Extraits des lettres 43
La maladie qui afflige ton cœur est une des choses qui frappent les hommes aimés de Dieu car "parmi les hommes les plus durement éprouvés sont les Prophètes, puis les saints, puis ceux qui leur ressemblent de près et de loin". Ne t'attriste donc pas, car cela arrive de préférence aux hommes de sincérité et d'amour, pour les faire progresser vers leur Seigneur. Par cette souffrance, leurs cœurs se purifient et se transforment en pure essence. S'il n'y avait pas ces rencontres avec la réalité, personne n'atteindrait la connaissance de Dieu, loin de là, car "s'il n y avait par les arènes des âmes, les coureurs ne pourraient pas s'élancer", comme il est dit dans le Hikam de Ibn 'Atâï-Llâh. On y trouve également: "Dans la variété des traces et le changement des états j'ai reconnu Ton intention à mon égard, celle de Te montrer à moi en toutes choses pour que je ne T'ignore en aucune chose." En ce même sens, les initiés ont dit: « C'est lors des renversements qu'on distingue les hommes des hommes ». Dans le Coran il est dit: « Les gens comptent-ils donc qu'ils soient laissés (en paix) parce qu'ils disent: nous croyons, et qu'ils ne soient pas éprouvés? » (XXIX, 1).

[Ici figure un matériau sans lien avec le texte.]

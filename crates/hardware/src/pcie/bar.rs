//! Base Address Register layouts and host-side BAR windows.

use crate::common::constants::bar;
use crate::common::{HarnessError, HarnessResult, PcieId};

/// Address space a BAR decodes.
#[derive(Debug, Clone, Copy, PartialEq, Eq, Default, Hash)]
pub enum BarKind {
    /// 32-bit memory BAR.
    Memory32,
    /// 64-bit memory BAR; consumes the following BAR slot as its upper half.
    #[default]
    Memory64,
    /// I/O space BAR.
    Io,
}

/// Size and type of a BAR as the endpoint advertises it.
#[derive(Debug, Clone, Copy, PartialEq, Eq)]
pub struct BarLayout {
    /// Size in bytes (power of two).
    pub size: u64,
    /// Decoded address space.
    pub kind: BarKind,
    /// Prefetchable memory.
    pub prefetchable: bool,
}

impl BarLayout {
    /// Smallest memory BAR the architecture allows.
    pub const MIN_MEMORY_SIZE: u64 = 16;
    /// Smallest I/O BAR the architecture allows.
    pub const MIN_IO_SIZE: u64 = 4;

    /// Validates a layout for BAR slot `index`.
    ///
    /// # Returns
    ///
    /// The layout, or `InvalidBarIndex` / `InvalidBarSize` if it cannot be encoded.
    pub fn new(index: usize, size: u64, kind: BarKind, prefetchable: bool) -> HarnessResult<Self> {
        let slots = if kind == BarKind::Memory64 { 2 } else { 1 };
        if index + slots > crate::common::constants::BAR_COUNT {
            return Err(HarnessError::InvalidBarIndex(index));
        }
        let (min, max) = match kind {
            BarKind::Memory32 => (Self::MIN_MEMORY_SIZE, 1 << 31),
            BarKind::Memory64 => (Self::MIN_MEMORY_SIZE, 1 << 63),
            BarKind::Io => (Self::MIN_IO_SIZE, 1 << 16),
        };
        if !size.is_power_of_two() || size < min || size > max {
            return Err(HarnessError::InvalidBarSize { index, size });
        }
        Ok(Self {
            size,
            kind,
            prefetchable: prefetchable && kind != BarKind::Io,
        })
    }

    /// Read-only type bits in the low BAR dword.
    pub const fn type_bits(&self) -> u32 {
        match self.kind {
            BarKind::Io => bar::IO_SPACE,
            BarKind::Memory32 => {
                if self.prefetchable {
                    bar::PREFETCHABLE
                } else {
                    0
                }
            }
            BarKind::Memory64 => {
                bar::TYPE_64BIT | if self.prefetchable { bar::PREFETCHABLE } else { 0 }
            }
        }
    }

    /// Writable address masks for the low dword and (for 64-bit BARs) the high dword.
    pub const fn address_masks(&self) -> (u32, u32) {
        let mask64 = !(self.size - 1);
        match self.kind {
            BarKind::Io => (mask64 as u32 & bar::IO_ADDR_MASK, 0),
            BarKind::Memory32 => (mask64 as u32 & bar::MEM_ADDR_MASK, 0),
            BarKind::Memory64 => ((mask64 as u32) & bar::MEM_ADDR_MASK, (mask64 >> 32) as u32),
        }
    }
}

/// A BAR as assigned by the root complex: the host address range that reaches it.
///
/// Windows are plain values; every transfer goes through the owning `RootComplex`.
#[derive(Debug, Clone, Copy, PartialEq, Eq)]
pub struct BarWindow {
    /// Function the window belongs to.
    pub function: PcieId,
    /// BAR slot.
    pub index: usize,
    /// Assigned host address.
    pub base: u64,
    /// Window size in bytes.
    pub size: u64,
    /// Decoded address space.
    pub kind: BarKind,
    /// Prefetchable memory.
    pub prefetchable: bool,
}

impl BarWindow {
    /// Translates a window-relative access into a host address.
    ///
    /// # Returns
    ///
    /// `BarOutOfRange` unless `[offset, offset + len)` lies inside the window.
    pub fn translate(&self, offset: u64, len: usize) -> HarnessResult<u64> {
        let len = len as u64;
        match offset.checked_add(len) {
            Some(end) if end <= self.size => Ok(self.base + offset),
            _ => Err(HarnessError::BarOutOfRange {
                index: self.index,
                offset,
                len,
                size: self.size,
            }),
        }
    }

    /// Returns `true` if `addr` falls inside the window.
    pub const fn contains(&self, addr: u64) -> bool {
        addr >= self.base && addr - self.base < self.size
    }
}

Ecoute également ce qu’on raconte de l'attitude de ceux qui connaissent Dieu: lorsqu'il fut dit à notre Seigneur 'Umar ben 'Abdul-'Azîz (que Dieu soit satisfait de lui): Que désires-tu?", il répondit: « Ce que Dieu décidera ». L'illustre maître, notre seigneur 'Abd al-Qâdir al-Jîlànî dit à ce sujet:
« Ce n'est pas à moi, si l'épreuve me visite, de m'en détourner,
Ni, si la jouissance m'inonde, de m'y abandonner;
Car je ne suis pas de ceux qui se consolent de la perte d'une chose
Par une autre; je ne veux pas me passer du Tout. »
Et l'illustre maître Ihn 'Atâi-Llâh dit dans ses Hikam: « Que la douleur de l'épreuve soit allégée pour toi par ta connaissance du fait que c'est Lui, exalté soit-Il qui t'éprouve ».

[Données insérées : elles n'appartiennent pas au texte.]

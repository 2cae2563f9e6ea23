/// Bench assembly for tests.
pub mod harness;

/// Mock and fault-injecting DUTs.
pub mod mocks;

Il n'y a pas de doute que pour les hommes de Dieu, leur meilleur moment est celui de leur détresse, car c'est par elle qu'ils augmentent, comme dit l'illustre maître Ibn 'Atâï-Llâh dans ses Hikam: « Le meilleur de tes moments est celui où tu es conscient de ta détresse et que tu es renvoyé à ta propre impuissance... Peut-être trouveras-tu dans la détresse des bienfaits que tu n'as pu trouver ni dans la prière ni dans le jeûne. » La détresse n'est autre chose que l'intensité du besoin. Le maître de notre maître, al-'Arabî Ibn 'Abd-Allâh, appelait la détresse l' « incitation », parce qu'elle incite celui qu'elle frappe de progresser dans la voie de son Seigneur. Et notre propre maître (que Dieu soit satisfait de lui) disait : « Si les gens savaient ce que le besoin comporte de secrets et de bienfaits, ils n'auraient besoin que d'avoir besoin. » Et il disait également que la détresse tenait lieu du Nom suprême (de Dieu). Par contre, il considérait le pouvoir comme une limitation.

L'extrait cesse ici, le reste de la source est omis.